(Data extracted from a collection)
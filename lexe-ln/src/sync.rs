use std::collections::HashMap;
use std::marker::PhantomData;
use std::sync::Arc;
use std::time::Instant;

use anyhow::{anyhow, bail, Context};
use bitcoin::blockdata::block::BlockHeader;
use bitcoin::BlockHash;
use common::cli::Network;
use common::shutdown::ShutdownChannel;
use common::task::LxTask;
use lightning::chain::transaction::{OutPoint, TransactionData};
use lightning::chain::{ChannelMonitorUpdateStatus, Confirm, Listen, Watch};
use lightning_block_sync::poll::{ChainPoller, ValidatedBlockHeader};
use lightning_block_sync::{init as block_sync_init, SpvClient};
use tokio::sync::{mpsc, oneshot};
use tokio::time::{self, Duration};
use tracing::{debug, error, info, warn};

use crate::alias::{
    BlockSourceType, BroadcasterType, ChannelMonitorListenerType,
    ChannelMonitorType, EsploraSyncClientType, FeeEstimatorType,
    LexeChainMonitorType,
};
use crate::logger::LexeTracingLogger;
use crate::test_event::{TestEvent, TestEventSender};
use crate::traits::{LexeChainMonitor, LexeChannelManager, LexePersister};

/// How often the [`SpvClient`] client polls for an updated chain tip.
const CHAIN_TIP_POLL_INTERVAL: Duration = Duration::from_secs(60);

/// How often the ldk tx sync task re-syncs to the latest chain tip.
const LDK_TX_SYNC_INTERVAL: Duration = Duration::from_secs(60 * 10);

/// Spawns a task that periodically restarts LDK tx sync via the Esplora client.
pub fn spawn_ldk_tx_sync_task<CMAN, CMON, PS>(
    channel_manager: CMAN,
    chain_monitor: CMON,
    ldk_sync_client: Arc<EsploraSyncClientType>,
    initial_sync_tx: oneshot::Sender<anyhow::Result<()>>,
    mut resync_rx: mpsc::Receiver<()>,
    test_event_tx: TestEventSender,
    mut shutdown: ShutdownChannel,
) -> LxTask<()>
where
    CMAN: LexeChannelManager<PS>,
    CMON: LexeChainMonitor<PS>,
    PS: LexePersister,
{
    LxTask::spawn_named("ldk tx sync", async move {
        let mut sync_timer = time::interval(LDK_TX_SYNC_INTERVAL);
        let mut maybe_initial_sync_tx = Some(initial_sync_tx);

        loop {
            // A future which completes when *either* the timer ticks or we
            // receive a signal via resync_rx.
            let sync_trigger_fut = async {
                tokio::select! {
                    _ = sync_timer.tick() => (),
                    Some(()) = resync_rx.recv() => (),
                }
            };

            tokio::select! {
                () = sync_trigger_fut => {
                    let start = Instant::now();

                    let confirmables = vec![
                        channel_manager.deref() as &(dyn Confirm + Send + Sync),
                        chain_monitor.deref() as &(dyn Confirm + Send + Sync),
                    ];

                    // Give up if we receive shutdown signal during sync
                    let try_tx_sync = tokio::select! {
                        res = ldk_sync_client.sync(confirmables) => res,
                        () = shutdown.recv() => break,
                    };
                    let elapsed = start.elapsed().as_millis();

                    // Return and log the results of the first sync
                    if let Some(sync_tx) = maybe_initial_sync_tx.take() {
                        let initial_sync_result = try_tx_sync
                            .as_ref()
                            .map(|&()| ())
                            // Because TxSyncError doesn't impl Clone
                            .map_err(|e| anyhow!("{e:#}"));

                        if sync_tx.send(initial_sync_result).is_err() {
                            error!("Could not return result of initial sync");
                        }
                    }

                    match try_tx_sync {
                        Ok(()) => {
                            debug!("Tx sync completed <{elapsed}ms>");
                            test_event_tx.send(TestEvent::TxSyncComplete);
                        }
                        Err(e) => error!("Tx sync failed <{elapsed}ms>: {e:#}"),
                    }
                }
                () = shutdown.recv() => break,
            }
        }

        info!("LDK tx sync shutting down");
    })
}

/// Represents a fully synced channel manager and channel monitors. The process
/// of initialization completes the synchronization of the passed in chain
/// listeners to the latest chain tip. Finally, the object is consumed via
/// `feed_chain_monitor_and_spawn_spv()`, ending the synchronization process.
///
/// The code in this module is confusing so here are some clarifying notes:
///
/// - LDK refers to an implementor of the [`Listen`] trait as a "Listener".
/// - LDK implements [`Listen`] for [`ChannelManager`] and
///   [`ChannelMonitorListenerType`], the latter of which is a 4-tuple composed
///   of the channel monitor ([`ChannelMonitorType`]) and handles to other
///   actors.
/// - The `LxListener` enum encapsulates both of these, implementing [`Listen`]
///   by delegating to its inner listener.
/// - Each "Listener" is associated with a [`BlockHash`] representing the latest
///   chain tip it has been synced to.
/// - [`lightning_block_sync::init::synchronize_listeners`] takes a `(BlockHash,
///   &impl Listen)` as input.
/// - `ldk-sample` forms the `(BlockHash, &impl Listen)`  by casting the
///   [`ChannelManager`] or [`ChannelMonitor`] into a `&dyn Listen`, but we had
///   to change from this to the concrete `LxListener` enum because it was
///   preventing Lexe nodes from being [`Send`], which is required for running
///   the nodes inside Tokio tasks for smoketests and other integration tests.
///
/// [`ChannelManager`]: lightning::ln::channelmanager::ChannelManager
/// [`ChannelMonitor`]: lightning::chain::channelmonitor::ChannelMonitor
// TODO(max): Can we delete this whole thing?
#[must_use]
pub struct SyncedChainListeners<CM, PS> {
    network: Network,
    block_source: Arc<BlockSourceType>,

    channel_manager: CM,
    chain_listeners: Vec<LxChainListener<CM, PS>>,
    blockheader_cache: HashMap<BlockHash, ValidatedBlockHeader>,
    chain_tip: ValidatedBlockHeader,
    resync_rx: mpsc::Receiver<()>,
}
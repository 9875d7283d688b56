use serde::{Deserialize, Serialize};

use crate::api::UserPk;

pub type Port = u16;

/// Used to return the port of a loaded node.
#[derive(Clone, Debug, Serialize, Deserialize)]
pub struct PortReply {
    pub ports: Ports,
}

/// Used to (de)serialize /ready requests and responses
#[derive(Copy, Clone, Debug, Serialize, Deserialize)]
pub struct UserPorts {
    pub user_pk: UserPk,
    pub ports: Ports,
}

// TODO(max): Expose only one port, then remove this entire enum + child structs
#[derive(Copy, Clone, Debug, Serialize, Deserialize)]
pub enum Ports {
    Run(RunPorts),
    Provision(ProvisionPorts),
}

#[derive(Copy, Clone, Debug, Serialize, Deserialize)]
pub struct RunPorts {
    pub app_port: Port,
    pub host_port: Port,
}

#[derive(Copy, Clone, Debug, Serialize, Deserialize)]
pub struct ProvisionPorts {
    pub app_port: Port,
}

// --- impl UserPorts --- //

impl UserPorts {
    /// Shorthand to construct a UserPorts containing a Run variant.
    /// Be careful to specify the app/host ports in the correct order.
    pub fn new_run(user_pk: UserPk, app_port: Port, host_port: Port) -> Self {
        Self {
            user_pk,
            ports: Ports::Run(RunPorts {
                app_port,
                host_port,
            }),
        }
    }

    /// Shorthand to construct a UserPorts containing a Provision variant.
    pub fn new_provision(user_pk: UserPk, app_port: Port) -> Self {
        Self {
            user_pk,
            ports: Ports::Provision(ProvisionPorts { app_port }),
        }
    }

    /// 'Unwraps' self to the RunPorts struct.
    pub fn unwrap_run(self) -> RunPorts {
        self.ports.unwrap_run()
    }

    /// 'Unwraps' self to the ProvisionPorts struct.
    pub fn unwrap_provision(self) -> ProvisionPorts {
        self.ports.unwrap_provision()
    }
}

// --- impl Ports --- //

impl Ports {
    /// Shorthand to return the app port.
    pub fn app(&self) -> Port {
        match self {
            Self::Run(run_ports) => run_ports.app_port,
            Self::Provision(provision_ports) => provision_ports.app_port,
        }
    }

    /// 'Unwraps' self to the RunPorts struct.
    pub fn unwrap_run(self) -> RunPorts {
        match self {
            Self::Run(run_ports) => run_ports,
            Self::Provision(_) => panic!("Wrong variant"),
        }
    }

    /// 'Unwraps' self to the ProvisionPorts struct.
    pub fn unwrap_provision(self) -> ProvisionPorts {
        match self {
            Self::Run(_) => panic!("Wrong variant"),
            Self::Provision(provision_ports) => provision_ports,
        }
    }
}
//! Helpers for UI input forms.

use std::str::FromStr;

pub(crate) fn validate_bitcoin_address(
    address_str: &str,
    config_network: common::cli::Network,
) -> Result<(), String> {
    // Ensure the address is well-formed, regardless of network (mainnet,
    // testnet, regtest)
    let address = bitcoin::Address::from_str(address_str)
        // TODO(phlip9): Most of these error messages are not appropriate to
        // show to users. They also need to be translated. We'll need our own
        // enum here that we send back to flutter for display.
        .map_err(|err| err.to_string())?;

    // Ensure the address matches the current build's configured network
    if !address.is_valid_for_network(config_network.to_inner()) {
        let address_network = address.network;
        return Err(format!(
            "This is a {address_network} address, which isn't valid for \
             {config_network}"
        ));
    }

    Ok(())
}

#[cfg(test)]
mod test {
    use common::cli::Network;

    use super::*;

    // A quick sanity check
    #[test]
    fn test_validate_bitcoin_address() {
        let valid = [
            ("bc1qw508d6qejxtdg4y5r3zarvary0c5xw7kv8f3t4", Network::MAINNET),
            ("BC1QW508D6QEJXTDG4Y5R3ZARVARY0C5XW7KV8F3T4", Network::MAINNET),
            ("1QJVDzdqb1VpbDK7uDeyVXy9mR27CJiyhY", Network::MAINNET),
            ("33iFwdLuRpW1uK1RTRqsoi8rR4NpDzk66k", Network::MAINNET),
            ("bc1zw508d6qejxtdg4y5r3zarvaryvaxxpcs", Network::MAINNET),
            ("tb1qrp33g0q5c5txsp9arysrx4k6zdkfs4nce4xj0gdcccefvpysxf3q0sl5k7", Network::TESTNET),
            ("bcrt1q2nfxmhd4n3c8834pj72xagvyr9gl57n5r94fsl", Network::REGTEST),
        ];

        let invalid = [
            ("bc1qw508d6qejxtdg4y5r3zarvary0c5xw7kv8f3t4", Network::TESTNET),
            ("bc1qw508d6qejxtdg4y5r3zarvary0c5xw", Network::MAINNET),
            ("BC1QW508D6QEJXTDG4Y5R3ZARVARY0C5XW7KV8F3T4", Network::REGTEST),
            ("BC1QW508D6QEJXTDG4Y5R3ZARVARY0C5XW7KV8F3T46969", Network::MAINNET),
            ("1QJVDzdqb1VpbDK7uDeyVXy9mR27CJiyhY", Network::REGTEST),
            ("33iFwdLuRpW1uK1RTRqsoi8rR4NpDzk66k", Network::TESTNET),
            ("tb1qrp33g0q5c5txsp9arysrx4k6zdkfs4nce4xj0gdcccefvpysxf3q0sl5k7", Network::MAINNET),
        ];

        for (addr_str, network) in valid {
            validate_bitcoin_address(addr_str, network).unwrap();
        }
        for (addr_str, network) in invalid {
            validate_bitcoin_address(addr_str, network).unwrap_err();
        }
    }
}
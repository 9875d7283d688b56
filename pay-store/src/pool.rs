//! Connection pool construction (§5: "Database connections are pooled
//! (default 25 max / 5 min)").

use std::time::Duration;

use pay_common::PayError;
use sqlx::postgres::{PgPool, PgPoolOptions};

const DEFAULT_MAX_CONNECTIONS: u32 = 25;
const DEFAULT_MIN_CONNECTIONS: u32 = 5;
/// Connection acquisition is time-bounded (§5); this is independent of the
/// per-query deadline hierarchy.
const ACQUIRE_TIMEOUT: Duration = Duration::from_secs(5);

pub async fn connect(database_url: &str) -> Result<PgPool, PayError> {
    PgPoolOptions::new()
        .max_connections(DEFAULT_MAX_CONNECTIONS)
        .min_connections(DEFAULT_MIN_CONNECTIONS)
        .acquire_timeout(ACQUIRE_TIMEOUT)
        .connect(database_url)
        .await
        .map_err(|e| PayError::internal(format!("database pool connect: {e}")))
}

/// Apply all pending migrations (§6). Fatal on failure: an unmigrated
/// schema is not a state the service can run against.
pub async fn migrate(pool: &PgPool) -> Result<(), PayError> {
    sqlx::migrate!("./migrations")
        .run(pool)
        .await
        .map_err(|e| PayError::internal(format!("migration failed: {e}")))
}
//! Logic to conduct operations on multiple data backends at the same time.
//!
//! TODO(max): This module should eventually contain a multi-VSS abstraction.

use std::time::SystemTime;

use anyhow::Context;
use common::{aes::AesMasterKey, constants::IMPORTANT_PERSIST_RETRIES};
use gdrive::GoogleVfs;
use lexe_api::{
    auth::BearerAuthenticator,
    vfs::{VfsFile, VfsFileId},
};
use lexe_ln::persister;
use lexe_std::backoff;
use secrecy::Secret;

use crate::api::BackendApiClient;

/// Helper to read a VFS from both Google Drive and Lexe's DB.
/// The read from GDrive is skipped if `maybe_google_vfs` is [`None`].
pub(super) async fn read(
    backend_api: &(dyn BackendApiClient + Send + Sync),
    authenticator: &BearerAuthenticator,
    vfs_master_key: &AesMasterKey,
    maybe_google_vfs: Option<&GoogleVfs>,
    file_id: &VfsFileId,
) -> anyhow::Result<Option<Secret<Vec<u8>>>> {
    let read_from_lexe = async {
        let token = authenticator
            .get_token(backend_api, SystemTime::now())
            .await
            .context("Could not get token")?;
        backend_api
            .get_file(file_id, token)
            .await
            .with_context(|| format!("{file_id}"))
            .context("Couldn't fetch from Lexe")
    };

    let maybe_plaintext = match maybe_google_vfs {
        Some(gvfs) => {
            let read_from_google = async {
                gvfs.get_file(file_id)
                    .await
                    .with_context(|| format!("{file_id}"))
                    .context("Couldn't fetch from Google")
            };

            let (try_maybe_google_file, try_maybe_lexe_file) =
                tokio::join!(read_from_google, read_from_lexe);
            let maybe_google_file = try_maybe_google_file?;
            let maybe_lexe_file = try_maybe_lexe_file?;

            super::discrepancy::evaluate_and_resolve(
                backend_api,
                authenticator,
                vfs_master_key,
                gvfs,
                file_id,
                maybe_google_file,
                maybe_lexe_file.maybe_file,
            )
            .await
            .context("Evaluation and resolution failed")?
        }
        None => {
            let maybe_lexe_file = read_from_lexe.await?;
            maybe_lexe_file
                .maybe_file
                .map(|file| {
                    persister::decrypt_file(vfs_master_key, file_id, file)
                        .map(Secret::new)
                        .context("Failed to decrypt file")
                })
                .transpose()?
        }
    };

    Ok(maybe_plaintext)
}

/// Helper to upsert an important VFS file to both Google Drive and Lexe's DB.
///
/// - The upsert to GDrive is skipped if `maybe_google_vfs` is [`None`].
/// - Up to [`IMPORTANT_PERSIST_RETRIES`] additional attempts will be made if
///   the first attempt fails.
pub(super) async fn upsert(
    backend_api: &(dyn BackendApiClient + Send + Sync),
    authenticator: &BearerAuthenticator,
    maybe_google_vfs: Option<&GoogleVfs>,
    file: VfsFile,
) -> anyhow::Result<()> {
    let google_upsert_future = async {
        match maybe_google_vfs {
            Some(gvfs) => {
                let mut try_upsert = gvfs
                    .upsert_file(file.clone())
                    .await
                    .context("(First attempt)");

                let mut backoff_iter = backoff::get_backoff_iter();
                for i in 0..IMPORTANT_PERSIST_RETRIES {
                    if try_upsert.is_ok() {
                        break;
                    }

                    tokio::time::sleep(backoff_iter.next().unwrap()).await;

                    try_upsert = gvfs
                        .upsert_file(file.clone())
                        .await
                        .with_context(|| format!("(Retry #{i})"));
                }

                try_upsert.context("Failed to upsert to GVFS")
            }
            None => Ok(()),
        }
    };
    let lexe_upsert_future = async {
        let token = authenticator
            .get_token(backend_api, SystemTime::now())
            .await
            .context("Could not get token")?;
        backend_api
            .upsert_file_with_retries(&file, token, IMPORTANT_PERSIST_RETRIES)
            .await
            .map(|_| ())
            .context("Failed to upsert to Lexe DB")
    };

    // Since Google is the source of truth (and upserting to Google is more
    // likely to fail), do Google first. This introduces some latency but
    // prevents us from having to roll back Lexe's state if it fails.
    google_upsert_future.await?;
    lexe_upsert_future.await?;

    Ok(())
}

/// Helper to delete a VFS file from both Google Drive and Lexe's DB.
/// The deletion from GDrive is skipped if `maybe_google_vfs` is [`None`].
pub(super) async fn delete(
    backend_api: &(dyn BackendApiClient + Send + Sync),
    authenticator: &BearerAuthenticator,
    maybe_google_vfs: Option<&GoogleVfs>,
    file_id: &VfsFileId,
) -> anyhow::Result<()> {
    let delete_from_google = async {
        match maybe_google_vfs {
            Some(gvfs) => gvfs
                .delete_file(file_id)
                .await
                .with_context(|| format!("{file_id}"))
                .context("Couldn't delete from Google"),
            None => Ok(()),
        }
    };
    let delete_from_lexe = async {
        let token = authenticator
            .get_token(backend_api, SystemTime::now())
            .await
            .context("Could not get token")?;
        backend_api
            .delete_file(file_id, token)
            .await
            .with_context(|| format!("{file_id}"))
            .context("Couldn't delete from Lexe")
    };

    let (try_delete_google_file, try_delete_lexe_file) =
        tokio::join!(delete_from_google, delete_from_lexe);
    try_delete_google_file?;
    try_delete_lexe_file?;

    Ok(())
}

_Task requirements_: Set down precisely the lines above between the line holding "use crate::logger::LexeTracingLogger;" and the line holding "const CHAIN_TIP_POLL_INTERVAL: Duration", inclusive, and nothing beyond them.

_Result of this exercise_:
use crate::logger::LexeTracingLogger;
use crate::test_event::{TestEvent, TestEventSender};
use crate::traits::{LexeChainMonitor, LexeChannelManager, LexePersister};

/// How often the [`SpvClient`] client polls for an updated chain tip.
const CHAIN_TIP_POLL_INTERVAL: Duration = Duration::from_secs(60);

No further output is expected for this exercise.